When frustration reigns, attention to detail takes a back seat.

An equation is a balancing scale as Lady Justice holds.  Both sides must have the same amount for the equation to be true.

What is done to one side must also be done to the other.


----------



## Kemrain

Goblyn said:
			
		

> Fair enough. I'll return your dog.



You took his dog?!

- Kemrain the Confused!


----------



## Goblyn

Kemrain said:
			
		

> You took his dog?!
> 
> - Kemrain the Confused!




How I got it and what would have happened to it are not so improtant as that we have reached an understanding and that the dog is being returned.


----------



## Kemrain

Goblyn said:
			
		

> How I got it and what would have happened to it are not so improtant as that we have reached an understanding and that the dog is being returned.



Remind me, sometime, not to piss you off, Gobbo.

- Kemrain the Hiding Hir Kitty.


----------



## Goblyn

Kemrain said:
			
		

> Remind me, sometime, not to piss you off, Gobbo.
> 
> - Kemrain the Hiding Hir Kitty.




I'll keep that in mind


----------



## Kemrain

I can't wait until I'm out of this cess pit. I love my job, I really do, but some of the people I have to put up with make me wish I was psychotic. My boss is quitting this christmas, and I go with her. Her boss is a complete idiot, and will never hire anyone as competant as my boss. I doubt the first  schmuck who replaces her will last a month.

- Kemrain the Upset.


----------



## Darth K'Trava

Rystil Arden said:
			
		

> High school Algebra; that's the second year of Algebra, right?  The one that comes after Geometry?  We called it Algebra II in Maryland, since it wasn't necessarily taken in High School.  OK, well I guess 99% of people took it in High School, but I did it earlier and started with Trig in High School...





We had in high school:

Algebra I
Geometry
Algebra II


----------



## Darth K'Trava

Torm said:
			
		

> No reason to be embarassed. A LOT of people don't get this.
> 
> Take my equation for party drinks, earlier. Y times 2 = Z. Now, while I'm waiting to go buy drinks, someone calls to tell me that they are having a party the next night, and inviting all the same people, and could I please get drinks for that, too?
> 
> Y (the number of people) times 2 drinks = Z cans
> 
> But now,
> 
> Y (the number of people) times 2 drinks _times 2 parties_ = Z cans _times 2 parties_
> 
> I changed the equation on both sides to reflect two parties, and I can still put in Y (number of people) and get Z (how many cans to buy.)




But your equation assumes that Y does not change from one party to another.


----------



## Jdvn1

Kemrain said:
			
		

> Yes, yes, yes.. You, and most of the people you know, are *better* than me. Get over it.
> 
> - Kemrain the Defensive.



Math is not a measure of how good a person is.  I've known lots of jerks who are good at math.  They are horrible people.


----------



## Rystil Arden

Jdvn1 said:
			
		

> Math is not a measure of how good a person is.  I've known lots of jerks who are good at math.  They are horrible people.

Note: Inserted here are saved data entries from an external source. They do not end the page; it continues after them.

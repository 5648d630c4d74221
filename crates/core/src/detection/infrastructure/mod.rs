pub mod replay_face_detector;
pub mod replay_face_recognizer;
use std::fs;
use std::path::{Path, PathBuf};

use serde::{Deserialize, Serialize};

use crate::camera::domain::camera_source::CameraIndex;
use crate::monitoring::settings::MonitorSettings;
use crate::shared::config_error::ConfigError;
use crate::shared::constants::{
    ALARM_SIGNAL_THRESHOLD, DEFAULT_AUTO_ALARM_THRESHOLD, DEFAULT_CONFIDENCE_THRESHOLD,
    DISPLAY_CHANNEL_CAPACITY, EVIDENCE_DIR_NAME, FRAME_HEIGHT, FRAME_WIDTH,
};

const DEFAULT_FRAME_INTERVAL_MS: u64 = 33;

/// Persistent monitor configuration. Missing fields take their defaults.
#[derive(Debug, Clone, PartialEq, Serialize, Deserialize)]
#[serde(default)]
pub struct MonitorConfig {
    pub camera: CameraIndex,
    pub frame_width: u32,
    pub frame_height: u32,
    pub frame_interval_ms: u64,
    pub tracking_enabled: bool,
    pub recognition_enabled: bool,
    pub alarms_enabled: bool,
    pub debug_mode: bool,
    pub confidence_threshold: f64,
    pub auto_alarm_threshold: f64,
    pub equalize_histogram: bool,
    pub bell_enabled: bool,
    pub push_enabled: bool,
    pub alarm_signal_threshold: usize,
    pub display_capacity: usize,
    pub evidence_dir: PathBuf,
    pub identity_store: Option<PathBuf>,
    pub push_config: Option<PathBuf>,
    /// Font for name tags; tags are painted without text when unset.
    pub label_font: Option<PathBuf>,
}

impl Default for MonitorConfig {
    fn default() -> Self {
        let settings = MonitorSettings::default();
        Self {
            camera: CameraIndex::Local,
            frame_width: FRAME_WIDTH,
            frame_height: FRAME_HEIGHT,
            frame_interval_ms: DEFAULT_FRAME_INTERVAL_MS,
            tracking_enabled: settings.tracking_enabled,
            recognition_enabled: settings.recognition_enabled,
            alarms_enabled: settings.alarms_enabled,
            debug_mode: settings.debug_mode,
            confidence_threshold: DEFAULT_CONFIDENCE_THRESHOLD,
            auto_alarm_threshold: DEFAULT_AUTO_ALARM_THRESHOLD,
            equalize_histogram: settings.equalize_histogram,
            bell_enabled: settings.bell_enabled,
            push_enabled: settings.push_enabled,
            alarm_signal_threshold: ALARM_SIGNAL_THRESHOLD,
            display_capacity: DISPLAY_CHANNEL_CAPACITY,
            evidence_dir: PathBuf::from(EVIDENCE_DIR_NAME),
            identity_store: None,
            push_config: None,
            label_font: None,
        }
    }
}

impl MonitorConfig {
    /// `<config dir>/facewatch/config.json`, if the platform has a config dir.
    pub fn default_path() -> Option<PathBuf> {
        dirs::config_dir().map(|d| d.join("facewatch").join("config.json"))
    }

    pub fn load(path: &Path) -> Result<Self, ConfigError> {
        let json = fs::read_to_string(path).map_err(|e| ConfigError::Read {
            path: path.to_path_buf(),
            source: e,
        })?;
        let config: Self = serde_json::from_str(&json).map_err(|e| ConfigError::Parse {
            path: path.to_path_buf(),
            source: e,
        })?;
        config.validate()?;
        Ok(config)
    }

    /// Loads `path` when given (it must exist), otherwise the default location,
    /// falling back to built-in defaults when no file is there.
    pub fn load_or_default(path: Option<&Path>) -> Result<Self, ConfigError> {
        if let Some(path) = path {
            return Self::load(path);
        }
        match Self::default_path() {
            Some(path) if path.is_file() => {
                log::info!("Loading config from {}", path.display());
                Self::load(&path)
            }
            _ => Ok(Self::default()),
        }
    }

    pub fn save(&self, path: &Path) -> Result<(), ConfigError> {
        if let Some(parent) = path.parent() {
            fs::create_dir_all(parent).map_err(|e| ConfigError::Write {
                path: parent.to_path_buf(),
                source: e,
            })?;
        }
        let json = serde_json::to_string_pretty(self).map_err(|e| ConfigError::Parse {
            path: path.to_path_buf(),
            source: e,
        })?;
        fs::write(path, json).map_err(|e| ConfigError::Write {
            path: path.to_path_buf(),
            source: e,
        })
    }

    pub fn validate(&self) -> Result<(), ConfigError> {
        if self.frame_width == 0 || self.frame_height == 0 {
            return Err(ConfigError::Invalid(format!(
                "frame size must be non-zero, got {}x{}",
                self.frame_width, self.frame_height
            )));
        }
        if self.display_capacity == 0 {
            return Err(ConfigError::Invalid(
                "display capacity must be at least 1".into(),
            ));
        }
        for (name, value) in [
            ("confidence_threshold", self.confidence_threshold),
            ("auto_alarm_threshold", self.auto_alarm_threshold),
        ] {
            if !value.is_finite() || value < 0.0 {
                return Err(ConfigError::Invalid(format!(
                    "{name} must be a finite, non-negative number, got {value}"
                )));
            }
        }
        Ok(())
    }

    /// Initial toggles. Rule violations are repaired by
    /// [`SettingsHandle::new`](crate::monitoring::settings::SettingsHandle::new).
    pub fn to_settings(&self) -> MonitorSettings {
        MonitorSettings {
            tracking_enabled: self.tracking_enabled,
            recognition_enabled: self.recognition_enabled,
            alarms_enabled: self.alarms_enabled,
            debug_mode: self.debug_mode,
            confidence_threshold: self.confidence_threshold,
            auto_alarm_threshold: self.auto_alarm_threshold,
            equalize_histogram: self.equalize_histogram,
            bell_enabled: self.bell_enabled,
            push_enabled: self.push_enabled,
        }
    }
}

 I also know a lot of people who are very poorly adjusted to real life, but are masters of their own little world of math.  I would rather be Kemrain than they (assuming Kemrain is more well-adjusted, of course, and I could be wrong again).


----------



## Knight Otu

Jdvn1 said:
			
		

> Math is not a measure of how good a person is. I've known lots of jerks who are good at math. They are horrible people.




*whistles innocently*

So, did the crossbow bolt hit?


----------



## Rystil Arden

Knight Otu said:
			
		

> *whistles innocently*
> 
> So, did the crossbow bolt hit?



 Huh?


----------



## Jdvn1

Kemrain said:
			
		

> <sigh> I understand that conceptually, but it doesn't make *sense* and isn't intuitive at all. It totally sucks. I didn't understand division at all until someone described it as fitting one dumber into a number of equal groups equal to the other number. After that, it just clicked, and I totally *got* it.  I know the feeling well, and though I understand what you're saying, I'm not feeling it. It just isn't clicking.
> 
> - Kemrain the Dumb.



How about this?

12 = 12
3*4 = 10+2

*3*22 = (50/5)+2*

If you can work out the equation bold, now change it to:

3*n2 = (50/5)+2


----------



## Jdvn1

Knight Otu said:
			
		

> *whistles innocently*
> 
> So, did the crossbow bolt hit?



It's the jerks with the crossbows; _you_ tell _me_.  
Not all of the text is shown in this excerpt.